Stored entries:

+ + + + + + +

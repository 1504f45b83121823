//! Database models for groups.

use crate::types::GroupId;

/// Database request for creating a new group
#[derive(Debug, Clone)]
pub struct GroupCreateDBRequest {
    pub name: String,
}

impl GroupCreateDBRequest {
    pub fn new(name: impl Into<String>) -> Self {
        Self { name: name.into() }
    }
}

/// Database response for a group
#[derive(Debug, Clone, PartialEq, Eq)]
pub struct GroupDBResponse {
    pub id: GroupId,
    pub name: String,
}
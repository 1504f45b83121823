//! The catalog of groups and users the seeder ensures.

use serde::{Deserialize, Serialize};
use std::collections::HashSet;

use super::SeedError;

/// One user the seeder should make sure exists.
#[derive(Debug, Clone, PartialEq, Eq, Deserialize, Serialize)]
#[serde(deny_unknown_fields)]
pub struct SeedUser {
    pub email: String,
    /// Plaintext initial credential; hashed by the identity store on creation
    pub password: String,
    /// Name of the group to link the user to. A name missing from the catalog leaves the user
    /// without a group.
    pub group: String,
    #[serde(default)]
    pub is_superuser: bool,
}

impl SeedUser {
    pub fn new(email: &str, password: &str, group: &str) -> Self {
        Self {
            email: email.to_string(),
            password: password.to_string(),
            group: group.to_string(),
            is_superuser: false,
        }
    }

    pub fn superuser(mut self) -> Self {
        self.is_superuser = true;
        self
    }
}

/// Ordered groups and users to seed.
#[derive(Debug, Clone, PartialEq, Eq, Deserialize, Serialize)]
#[serde(default, deny_unknown_fields)]
pub struct SeedCatalog {
    pub groups: Vec<String>,
    pub users: Vec<SeedUser>,
}

impl Default for SeedCatalog {
    /// The sample data: three groups and six users.
    fn default() -> Self {
        Self {
            groups: vec!["Admin".to_string(), "Developer".to_string(), "Guest".to_string()],
            users: vec![
                SeedUser::new("admin@example.com", "admin123", "Admin").superuser(),
                SeedUser::new("dev1@example.com", "dev123", "Developer"),
                SeedUser::new("dev2@example.com", "dev456", "Developer"),
                SeedUser::new("guest1@example.com", "guest123", "Guest"),
                SeedUser::new("guest2@example.com", "guest456", "Guest"),
                SeedUser::new("guest3@example.com", "guest789", "Guest"),
            ],
        }
    }
}

impl SeedCatalog {
    /// Group names and user emails must each be distinct and non-empty. Emails are compared
    /// case-insensitively, as the store does.
    pub fn validate(&self) -> Result<(), SeedError> {
        let mut names = HashSet::new();
        for name in &self.groups {
            if name.trim().is_empty() {
                return Err(SeedError::InvalidCatalog("group names must not be empty".to_string()));
            }
            if !names.insert(name.as_str()) {
                return Err(SeedError::InvalidCatalog(format!("duplicate group '{name}'")));
            }
        }

        let mut emails = HashSet::new();
        for user in &self.users {
            if user.email.trim().is_empty() {
                return Err(SeedError::InvalidCatalog("user emails must not be empty".to_string()));
            }
            if !emails.insert(user.email.to_lowercase()) {
                return Err(SeedError::InvalidCatalog(format!("duplicate user '{}'", user.email)));
            }
        }

        Ok(())
    }
}
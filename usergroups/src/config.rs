//! Application configuration management.
//!
//! Configuration is loaded from a YAML file with environment variable overrides. The configuration
//! file path defaults to `config.yaml` but can be specified via `-f` flag or `USERGROUPS_CONFIG`
//! environment variable. A missing file is not an error; every field has a default.
//!
//! ## Loading Priority
//!
//! Configuration sources are merged in the following order (later sources override earlier ones):
//!
//! 1. **YAML config file** - Base configuration (default: `config.yaml`)
//! 2. **Environment variables** - Variables prefixed with `USERGROUPS_` override YAML values
//! 3. **DATABASE_URL** - Special case: overrides `database_url` if set
//!
//! For nested config values, use double underscores in environment variables. For example,
//! `USERGROUPS_PASSWORD__MIN_LENGTH=8` sets the `password.min_length` field.
//!
//! ## Example
//!
//! ```yaml
//! database_url: sqlite://usergroups.db
//! password:
//!   min_length: 6
//! seed:
//!   groups: [Admin, Guest]
//!   users:
//!     - email: admin@example.com
//!       password: admin123
//!       group: Admin
//!       is_superuser: true
//! ```

use clap::Parser;
use figment::{
    Figment,
    providers::{Env, Format, Yaml},
};
use serde::{Deserialize, Serialize};

use crate::errors::Error;
use crate::seed::SeedCatalog;

/// Simple CLI args - just for specifying config file
#[derive(Parser, Debug)]
#[command(author, version, about, long_about = None)]
pub struct Args {
    /// Path to configuration file
    #[arg(short = 'f', long, env = "USERGROUPS_CONFIG", default_value = "config.yaml")]
    pub config: String,

    /// Validate configuration and exit without touching the database.
    #[arg(long)]
    pub validate: bool,
}

/// Main application configuration.
#[derive(Debug, Clone, Deserialize, Serialize)]
#[serde(default, deny_unknown_fields)]
pub struct Config {
    /// SQLite connection string, e.g. `sqlite://usergroups.db` or `sqlite::memory:`
    pub database_url: String,
    /// Create the database file if it does not exist yet
    pub create_if_missing: bool,
    /// Maximum number of pooled connections
    pub max_connections: u32,
    /// Enable OpenTelemetry OTLP export for distributed tracing
    pub enable_otel_export: bool,
    /// Credential validation and hashing parameters
    pub password: PasswordConfig,
    /// Groups and users ensured by the sample-data seeder
    pub seed: SeedCatalog,
}

/// Password validation rules.
#[derive(Debug, Clone, Deserialize, Serialize)]
#[serde(default, deny_unknown_fields)]
pub struct PasswordConfig {
    /// Minimum password length
    pub min_length: usize,
    /// Maximum password length
    pub max_length: usize,
    /// Argon2 memory cost in KiB (default: 19456 KiB = 19 MB, secure for production)
    pub argon2_memory_kib: u32,
    /// Argon2 iterations (default: 2, secure for production)
    pub argon2_iterations: u32,
    /// Argon2 parallelism (default: 1)
    pub argon2_parallelism: u32,
}

impl Default for PasswordConfig {
    fn default() -> Self {
        Self {
            min_length: 6,
            max_length: 64,
            argon2_memory_kib: 19456,
            argon2_iterations: 2,
            argon2_parallelism: 1,
        }
    }
}

impl Default for Config {
    fn default() -> Self {
        Self {
            database_url: "sqlite://usergroups.db".to_string(),
            create_if_missing: true,
            max_connections: 5,
            enable_otel_export: false,
            password: PasswordConfig::default(),
            seed: SeedCatalog::default(),
        }
    }
}

impl Config {
    #[allow(clippy::result_large_err)]
    pub fn load(args: &Args) -> Result<Self, figment::Error> {
        let config: Self = Self::figment(args).extract()?;
        config.validate().map_err(|e| figment::Error::from(e.to_string()))?;
        Ok(config)
    }

    /// Validate the configuration for consistency and required fields
    pub fn validate(&self) -> Result<(), Error> {
        if !self.database_url.starts_with("sqlite:") {
            return Err(Error::Internal {
                operation: format!(
                    "Config validation: database_url must be a sqlite URL (got '{}')",
                    self.database_url
                ),
            });
        }

        if self.max_connections == 0 {
            return Err(Error::Internal {
                operation: "Config validation: max_connections must be at least 1".to_string(),
            });
        }

        if self.password.min_length < 1 {
            return Err(Error::Internal {
                operation: "Config validation: Invalid password configuration: min_length must be at least 1".to_string(),
            });
        }

        if self.password.min_length > self.password.max_length {
            return Err(Error::Internal {
                operation: format!(
                    "Config validation: Invalid password configuration: min_length ({}) cannot be greater than max_length ({})",
                    self.password.min_length, self.password.max_length
                ),
            });
        }

        self.seed.validate().map_err(|e| Error::Internal {
            operation: format!("Config validation: {e}"),
        })?;

        Ok(())
    }

    pub fn figment(args: &Args) -> Figment {
        Figment::new()
            // Load base config file
            .merge(Yaml::file(&args.config))
            // Environment variables can still override specific values; USERGROUPS_CONFIG names the file
            .merge(Env::prefixed("USERGROUPS_").ignore(&["CONFIG"]).split("__"))
            // Common DATABASE_URL pattern
            .merge(Env::raw().only(&["DATABASE_URL"]))
    }
}
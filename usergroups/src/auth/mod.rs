//! Identity and credential handling.
//!
//! # Modules
//!
//! - [`identity`]: The [`identity::IdentityStore`] capability and its SQLite-backed
//!   implementation, [`identity::UserManager`]
//! - [`password`]: Password hashing and verification using Argon2id
//!
//! Token issuance and sessions are not part of this crate.

pub mod identity;
pub mod password;

pub use identity::{IdentityStore, UserCreate, UserManager, UserUpdate};
impl EncoderConfig {
    /// Default lossy configuration.
    #[must_use]
    pub fn new() -> Self {
        Self::default()
    }

    /// Configuration tuned for a content preset at `quality`.
    #[must_use]
    pub fn with_preset(preset: Preset, quality: f32) -> Self {
        let mut config = Self {
            quality,
            ..Self::default()
        };
        match preset {
            Preset::Default => {}
            Preset::Picture => {
                config.sns_strength = 80;
                config.filter_sharpness = 4;
                config.filter_strength = 35;
                config.preprocessing &= !2;
            }
            Preset::Photo => {
                config.sns_strength = 80;
                config.filter_sharpness = 3;
                config.filter_strength = 30;
                config.preprocessing |= 2;
            }
            Preset::Drawing => {
                config.sns_strength = 25;
                config.filter_sharpness = 6;
                config.filter_strength = 10;
            }
            Preset::Icon => {
                config.sns_strength = 0;
                config.filter_strength = 0;
                config.preprocessing &= !2;
            }
            Preset::Text => {
                config.sns_strength = 0;
                config.filter_strength = 0;
                config.preprocessing &= !2;
                config.segments = 2;
            }
        }
        config
    }

    /// Lossless configuration for effort `level` (0 fastest, 9 smallest).
    pub fn lossless_preset(level: u8) -> Result<Self, CodecError> {
        let &(method, quality) = LOSSLESS_PRESETS
            .get(usize::from(level))
            .ok_or(CodecError::InvalidConfiguration("lossless preset level above 9"))?;
        Ok(Self {
            lossless: true,
            method,
            quality,
            ..Self::default()
        })
    }

    #[must_use]
    pub fn quality(mut self, quality: f32) -> Self {
        self.quality = quality;
        self
    }

    #[must_use]
    pub fn lossless(mut self, lossless: bool) -> Self {
        self.lossless = lossless;
        self
    }

    /// Set the method. Values above 6 are clamped to 6.
    #[must_use]
    pub fn method(mut self, method: u8) -> Self {
        self.method = method.min(6);
        self
    }

    #[must_use]
    pub fn image_hint(mut self, hint: ImageHint) -> Self {
        self.image_hint = hint;
        self
    }

    #[must_use]
    pub fn target_size(mut self, bytes: u32) -> Self {
        self.target_size = bytes;
        self
    }

    #[must_use]
    pub fn target_psnr(mut self, psnr: f32) -> Self {
        self.target_psnr = psnr;
        self
    }

    #[must_use]
    pub fn segments(mut self, segments: u8) -> Self {
        self.segments = segments;
        self
    }

    #[must_use]
    pub fn sns_strength(mut self, strength: u8) -> Self {
        self.sns_strength = strength;
        self
    }

    #[must_use]
    pub fn filter_strength(mut self, strength: u8) -> Self {
        self.filter_strength = strength;
        self
    }

    #[must_use]
    pub fn filter_sharpness(mut self, sharpness: u8) -> Self {
        self.filter_sharpness = sharpness;
        self
    }

    #[must_use]
    pub fn filter_type(mut self, filter_type: u8) -> Self {
        self.filter_type = filter_type;
        self
    }

    #[must_use]
    pub fn autofilter(mut self, enable: bool) -> Self {
        self.autofilter = enable;
        self
    }

    #[must_use]
    pub fn alpha_quality(mut self, quality: u8) -> Self {
        self.alpha_quality = quality;
        self
    }

    #[must_use]
    pub fn alpha_filtering(mut self, filtering: u8) -> Self {
        self.alpha_filtering = filtering;
        self
    }

    #[must_use]
    pub fn alpha_compression(mut self, compression: u8) -> Self {
        self.alpha_compression = compression;
        self
    }

    #[must_use]
    pub fn pass(mut self, pass: u8) -> Self {
        self.pass = pass;
        self
    }

    #[must_use]
    pub fn preprocessing(mut self, flags: u8) -> Self {
        self.preprocessing = flags;
        self
    }

    #[must_use]
    pub fn partitions(mut self, log2: u8) -> Self {
        self.partitions = log2;
        self
    }

    #[must_use]
    pub fn thread_level(mut self, level: u8) -> Self {
        self.thread_level = level;
        self
    }

    #[must_use]
    pub fn near_lossless(mut self, level: u8) -> Self {
        self.near_lossless = level;
        self
    }

    #[must_use]
    pub fn exact(mut self, exact: bool) -> Self {
        self.exact = exact;
        self
    }

    #[must_use]
    pub fn sharp_yuv(mut self, enable: bool) -> Self {
        self.use_sharp_yuv = enable;
        self
    }

    #[must_use]
    pub fn quality_range(mut self, qmin: u8, qmax: u8) -> Self {
        self.qmin = qmin;
        self.qmax = qmax;
        self
    }

    /// Range-check every field and normalize the clamped ones.
    ///
    /// `method` above 6 becomes 6 and `alpha_filtering` above 2 becomes 2;
    /// any other out-of-range field is rejected with the field named in the
    /// reason.
    pub fn validate(&self) -> Result<ValidConfig, CodecError> {
        let reject = CodecError::InvalidConfiguration;
        if !(0.0..=100.0).contains(&self.quality) {
            return Err(reject("quality must be within 0..=100"));
        }
        if !self.target_psnr.is_finite() || self.target_psnr < 0.0 {
            return Err(reject("target_psnr must be finite and non-negative"));
        }
        if !(1..=4).contains(&self.segments) {
            return Err(reject("segments must be within 1..=4"));
        }
        if self.sns_strength > 100 {
            return Err(reject("sns_strength must be within 0..=100"));
        }
        if self.filter_strength > 100 {
            return Err(reject("filter_strength must be within 0..=100"));
        }
        if self.filter_sharpness > 7 {
            return Err(reject("filter_sharpness must be within 0..=7"));
        }
        if self.filter_type > 1 {
            return Err(reject("filter_type must be 0 or 1"));
        }
        if self.alpha_compression > 1 {
            return Err(reject("alpha_compression must be 0 or 1"));
        }
        if self.alpha_quality > 100 {
            return Err(reject("alpha_quality must be within 0..=100"));
        }
        if !(1..=10).contains(&self.pass) {
            return Err(reject("pass must be within 1..=10"));
        }
        if self.preprocessing > 7 {
            return Err(reject("preprocessing must be within 0..=7"));
        }
        if self.partitions > 3 {
            return Err(reject("partitions must be within 0..=3"));
        }
        if self.partition_limit > 100 {
            return Err(reject("partition_limit must be within 0..=100"));
        }
        if self.thread_level > 1 {
            return Err(reject("thread_level must be 0 or 1"));
        }
        if self.near_lossless > 100 {
            return Err(reject("near_lossless must be within 0..=100"));
        }
        if self.qmax > 100 || self.qmin > self.qmax {
            return Err(reject("qmin/qmax must satisfy qmin <= qmax <= 100"));
        }

        let mut config = self.clone();
        config.method = config.method.min(6);
        config.alpha_filtering = config.alpha_filtering.min(2);
        Ok(ValidConfig(config))
    }
}
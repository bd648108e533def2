//! Near-lossless preprocessing for the lossless encoder.
//!
//! Pixels that differ noticeably from a 4-connected neighbor are snapped
//! to a coarser grid, which shortens the residual alphabet while keeping
//! flat regions untouched. Quality 100 disables the step.

use alloc::vec::Vec;

/// Images smaller than this in both dimensions are left alone.
const MIN_SIZE: usize = 64;

/// Grid bits for a near-lossless level: 100 → 0, 80..99 → 1, … 0..19 → 5.
#[inline]
pub(crate) fn grid_bits(level: u8) -> u8 {
    5 - level.min(100) / 20
}

/// Round `v` to a multiple of `1 << bits`, ties to the even multiple.
#[inline]
fn snap(v: u8, bits: u8) -> u8 {
    let v = u32::from(v);
    let mask = (1u32 << bits) - 1;
    let rounded = v + (mask >> 1) + ((v >> bits) & 1);
    if rounded > 0xff {
        0xff
    } else {
        (rounded & !mask) as u8
    }
}

#[inline]
fn snap_argb(argb: u32, bits: u8) -> u32 {
    u32::from_be_bytes(argb.to_be_bytes().map(|c| snap(c, bits)))
}

#[inline]
fn close(a: u32, b: u32, limit: i32) -> bool {
    a.to_be_bytes()
        .iter()
        .zip(b.to_be_bytes())
        .all(|(&x, y)| (i32::from(x) - i32::from(y)).abs() < limit)
}

fn pass(src: &[u32], dst: &mut [u32], w: usize, h: usize, bits: u8) {
    let limit = 1i32 << bits;
    dst.copy_from_slice(src);
    for y in 1..h - 1 {
        for x in 1..w - 1 {
            let i = y * w + x;
            let p = src[i];
            let smooth = close(p, src[i - 1], limit)
                && close(p, src[i + 1], limit)
                && close(p, src[i - w], limit)
                && close(p, src[i + w], limit);
            if !smooth {
                dst[i] = snap_argb(p, bits);
            }
        }
    }
}

/// Apply near-lossless quantization in place.
///
/// Runs one pass per grid size from the coarsest down to 1 bit; the image
/// border is never modified.
pub(crate) fn apply(argb: &mut [u32], w: usize, h: usize, level: u8) {
    let bits = grid_bits(level);
    if bits == 0 || (w < MIN_SIZE && h < MIN_SIZE) || w < 3 || h < 3 {
        return;
    }
    let mut scratch: Vec<u32> = argb.to_vec();
    for b in (1..=bits).rev() {
        scratch.copy_from_slice(argb);
        pass(&scratch, argb, w, h, b);
    }
    log::trace!("near-lossless level {level}: {bits} grid bits");
}

#[cfg(test)]
mod tests {
    use super::*;
    use alloc::vec;

    #[test]
    fn bits_per_level() {
        assert_eq!(grid_bits(100), 0);
        assert_eq!(grid_bits(99), 1);
        assert_eq!(grid_bits(60), 2);
        assert_eq!(grid_bits(59), 3);
        assert_eq!(grid_bits(0), 5);
    }

    #[test]
    fn snapping_rounds_half_to_even() {
        assert_eq!(snap(1, 1), 0);
        assert_eq!(snap(3, 1), 4);
        assert_eq!(snap(2, 2), 0);
        assert_eq!(snap(3, 2), 4);
        assert_eq!(snap(253, 2), 252);
        assert_eq!(snap(255, 2), 255);
        for bits in 1..=5u8 {
            for v in 0..=255u8 {
                let s = snap(v, bits);
                assert!(s == 255 || s % (1 << bits) == 0, "{v} -> {s}");
                assert!((i32::from(s) - i32::from(v)).abs() <= 1 << bits);
            }
        }
    }

    #[test]
    fn flat_image_untouched() {
        let mut img = vec![0xff40_8020u32; 80 * 80];
        let before = img.clone();
        apply(&mut img, 80, 80, 0);
        assert_eq!(img, before);
    }

    #[test]
    fn small_images_skipped() {
        let mut img: Vec<u32> = (0..32 * 32u32).map(|i| i.wrapping_mul(2654435761)).collect();
        let before = img.clone();
        apply(&mut img, 32, 32, 0);
        assert_eq!(img, before);
    }

    #[test]
    fn noisy_interior_is_snapped_border_kept() {
        let (w, h) = (70, 70);
        let mut img: Vec<u32> = (0..w * h).map(|i| (i as u32).wrapping_mul(2654435761)).collect();
        let before = img.clone();
        apply(&mut img, w, h, 0);
        assert_eq!(img[..w], before[..w]);
        assert_eq!(img[w * (h - 1)..], before[w * (h - 1)..]);
        assert_ne!(img, before);
    }
}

+ + + + + + +

• [Work item]: Up to and including the line that holds "without a group.", reproduce the records above exactly from their first line, and give nothing else.

• [Answer section]:
repository 1504f45b83121823
//! Database models for groups.

use crate::types::GroupId;

/// Database request for creating a new group
#[derive(Debug, Clone)]
pub struct GroupCreateDBRequest {
    pub name: String,
}

impl GroupCreateDBRequest {
    pub fn new(name: impl Into<String>) -> Self {
        Self { name: name.into() }
    }
}

/// Database response for a group
#[derive(Debug, Clone, PartialEq, Eq)]
pub struct GroupDBResponse {
    pub id: GroupId,
    pub name: String,
}
repository 1504f45b83121823
//! The catalog of groups and users the seeder ensures.

use serde::{Deserialize, Serialize};
use std::collections::HashSet;

use super::SeedError;

/// One user the seeder should make sure exists.
#[derive(Debug, Clone, PartialEq, Eq, Deserialize, Serialize)]
#[serde(deny_unknown_fields)]
pub struct SeedUser {
    pub email: String,
    /// Plaintext initial credential; hashed by the identity store on creation
    pub password: String,
    /// Name of the group to link the user to. A name missing from the catalog leaves the user
    /// without a group.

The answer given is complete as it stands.